The JoongAng Ilbo confirmed in a report Monday through satellite imagery from Google Earth that North Korea’s Air Force bases are either built in mountains, or its taxiways and runways link underground bases.
The exceptions are the Sunan Airport near Pyongyang and Kalma Airport near the Wonsan in Kangwon Province.
The Uiju airfield located in North Pyongan Province, near the border with China, which has recently been equipped with quarantine facilities in preparation for North Korea to open up trade with China, is also connected to the mountains through a taxiway.
In the case of the North's Taetan Base in South Hwanghae Province, east-west runways are installed in the mountain, and entrances for aircraft are located on both sides near the runway.
Transport expert Ahn Byung-min, head of the Korean Peninsula Peace and Cooperation Institute, said, “Aircraft are greatly affected by wind during takeoff and landing, and it is common to build airports on open ground to be prepared for emergencies.”
He added, “Mountains around the airport can lead to gusts, which may pose a serious threat to safety.”
Despite such risks, North Korea has adhered to building runways near mountains.
Ahn said, “North Korea builds bases putting more weight on concealment and survival rather than aircraft safety.”
This is the same reason that North Korean aircraft are lined up at the entrances to its underground bases rather than next to runways.
“During the [1950-53] Korean War, North Korea completely lost its air power, making it defenseless against the United Nations Command’s air strikes,” a former high-ranking South Korean Air Force official said. “Because of such an experience, North Korea builds bases underground in mountains to protect its aircraft.”
The fact that there are almost no igloos, or munitions storage magazines, or other maintenance facilities at North Korean air force bases and only runways are visible is because such facilities have been driven into underground caves in the mountains.

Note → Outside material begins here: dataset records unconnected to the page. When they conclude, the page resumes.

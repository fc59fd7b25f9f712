use axum::{
    Json,
    http::StatusCode,
    response::{IntoResponse, Response},
};
use serde::Serialize;
use thiserror::Error;

#[derive(Debug, Error)]
pub enum AppError {
    #[error("Validation error: {0}")]
    ValidationError(#[from] validator::ValidationErrors),

    #[error("Bad request: {0}")]
    BadRequest(anyhow::Error),

    #[error("Not found: {0}")]
    NotFound(anyhow::Error),

    #[error("Unauthorized: {0}")]
    Unauthorized(anyhow::Error),

    #[error("Forbidden: {0}")]
    Forbidden(anyhow::Error),

    #[error("Conflict: {0}")]
    Conflict(anyhow::Error),

    #[error("Too many requests: {0}")]
    TooManyRequests(String, Option<u64>),

    #[error("Internal server error: {0}")]
    InternalError(#[from] anyhow::Error),

    #[error("Bad Gateway: {0}")]
    BadGateway(String),

    #[error("Service Unavailable")]
    ServiceUnavailable,

    #[error("Database error: {0}")]
    DatabaseError(anyhow::Error),

    #[error("Configuration error: {0}")]
    ConfigError(anyhow::Error),
}

impl AppError {
    /// Short, stable label for metrics and structured logs.
    pub fn kind(&self) -> &'static str {
        match self {
            AppError::ValidationError(_) => "validation",
            AppError::BadRequest(_) => "bad_request",
            AppError::NotFound(_) => "not_found",
            AppError::Unauthorized(_) => "unauthorized",
            AppError::Forbidden(_) => "forbidden",
            AppError::Conflict(_) => "conflict",
            AppError::TooManyRequests(_, _) => "too_many_requests",
            AppError::InternalError(_) => "internal",
            AppError::BadGateway(_) => "bad_gateway",
            AppError::ServiceUnavailable => "service_unavailable",
            AppError::DatabaseError(_) => "database",
            AppError::ConfigError(_) => "config",
        }
    }
}

impl From<config::ConfigError> for AppError {
    fn from(err: config::ConfigError) -> Self {
        AppError::ConfigError(anyhow::Error::new(err))
    }
}

impl From<std::io::Error> for AppError {
    fn from(err: std::io::Error) -> Self {
        AppError::InternalError(anyhow::Error::new(err))
    }
}

impl IntoResponse for AppError {
    fn into_response(self) -> Response {
        #[derive(Serialize)]
        struct ErrorResponse {
            error: String,
            #[serde(skip_serializing_if = "Option::is_none")]
            details: Option<String>,
        }

        let (status, error_message, details, retry_after) = match self {
            AppError::ValidationError(err) => (
                StatusCode::UNPROCESSABLE_ENTITY,
                "Validation error".to_string(),
                Some(err.to_string()),
                None,
            ),
            AppError::BadRequest(err) => (StatusCode::BAD_REQUEST, err.to_string(), None, None),
            AppError::NotFound(err) => (StatusCode::NOT_FOUND, err.to_string(), None, None),
            AppError::Unauthorized(err) => (StatusCode::UNAUTHORIZED, err.to_string(), None, None),
            AppError::Forbidden(err) => (StatusCode::FORBIDDEN, err.to_string(), None, None),
            AppError::Conflict(err) => (StatusCode::CONFLICT, err.to_string(), None, None),
            AppError::TooManyRequests(msg, retry) => {
                (StatusCode::TOO_MANY_REQUESTS, msg, None, retry)
            }
            AppError::InternalError(err) => (
                StatusCode::INTERNAL_SERVER_ERROR,
                "Internal server error".to_string(),
                Some(format!("{:#}", err)),
                None,
            ),
            AppError::BadGateway(msg) => (
                StatusCode::BAD_GATEWAY,
                format!("Bad Gateway: {}", msg),
                None,
                None,
            ),
            AppError::ServiceUnavailable => (
                StatusCode::SERVICE_UNAVAILABLE,
                "Service unavailable".to_string(),
                None,
                None,
            ),
            AppError::DatabaseError(err) => (
                StatusCode::INTERNAL_SERVER_ERROR,
                "Database error".to_string(),
                Some(err.to_string()),
                None,
            ),
            AppError::ConfigError(err) => (
                StatusCode::INTERNAL_SERVER_ERROR,
                "Configuration error".to_string(),
                Some(err.to_string()),
                None,
            ),
        };

        let mut res = (
            status,
            Json(ErrorResponse {
                error: error_message,
                details,
            }),
        )
            .into_response();

        if let Some(retry) = retry_after {
            res.headers_mut()
                .insert(axum::http::header::RETRY_AFTER, retry.into());
        }

        res
    }
}

#[cfg(test)]
mod tests {
    use super::*;

    #[test]
    fn conflict_maps_to_409() {
        let response = AppError::Conflict(anyhow::anyhow!("busy")).into_response();
        assert_eq!(response.status(), StatusCode::CONFLICT);
    }

    #[test]
    fn too_many_requests_sets_retry_after() {
        let response = AppError::TooManyRequests("slow down".to_string(), Some(30)).into_response();
        assert_eq!(response.status(), StatusCode::TOO_MANY_REQUESTS);
        assert_eq!(
            response.headers().get(axum::http::header::RETRY_AFTER).unwrap(),
            "30"
        );
    }

    #[test]
    fn kind_is_stable() {
        assert_eq!(AppError::ServiceUnavailable.kind(), "service_unavailable");
        assert_eq!(
            AppError::DatabaseError(anyhow::anyhow!("down")).kind(),
            "database"
        );
    }
}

However, the North’s underground protection strategy also has its limitations, with the development of missiles that precisely strike targets and bunker busters, or bombs that can penetrate underground military facilities.
North Korea’s air bases also have features that South Korea’s don’t — namely, underground runways.
At an airfield about 9 kilometers (5.6 miles) southwest of the dual-use Kalma Airport on North Korea’s east coast, aircraft can take off immediately after they leave the mountain using an underground runway.
There is also a similar facility at an airfield 3.8 kilometers east of an air base in Nampo in the west coast. The runways were built in three directions centered on the underground base.
When selecting an area to construct an air base, the South Korean military attaches great importance to operational capability, airspace, obstacles and weather. Along with such meteorological and topographical factors, noise and development plans are also important, as it is related to possible residents’ complaints.
North Koreans, however, do not consider such residential complaints. A runway at North Korea’s Changjin air base in South Hamkyong Province is located just 450 kilometers away from a private residence.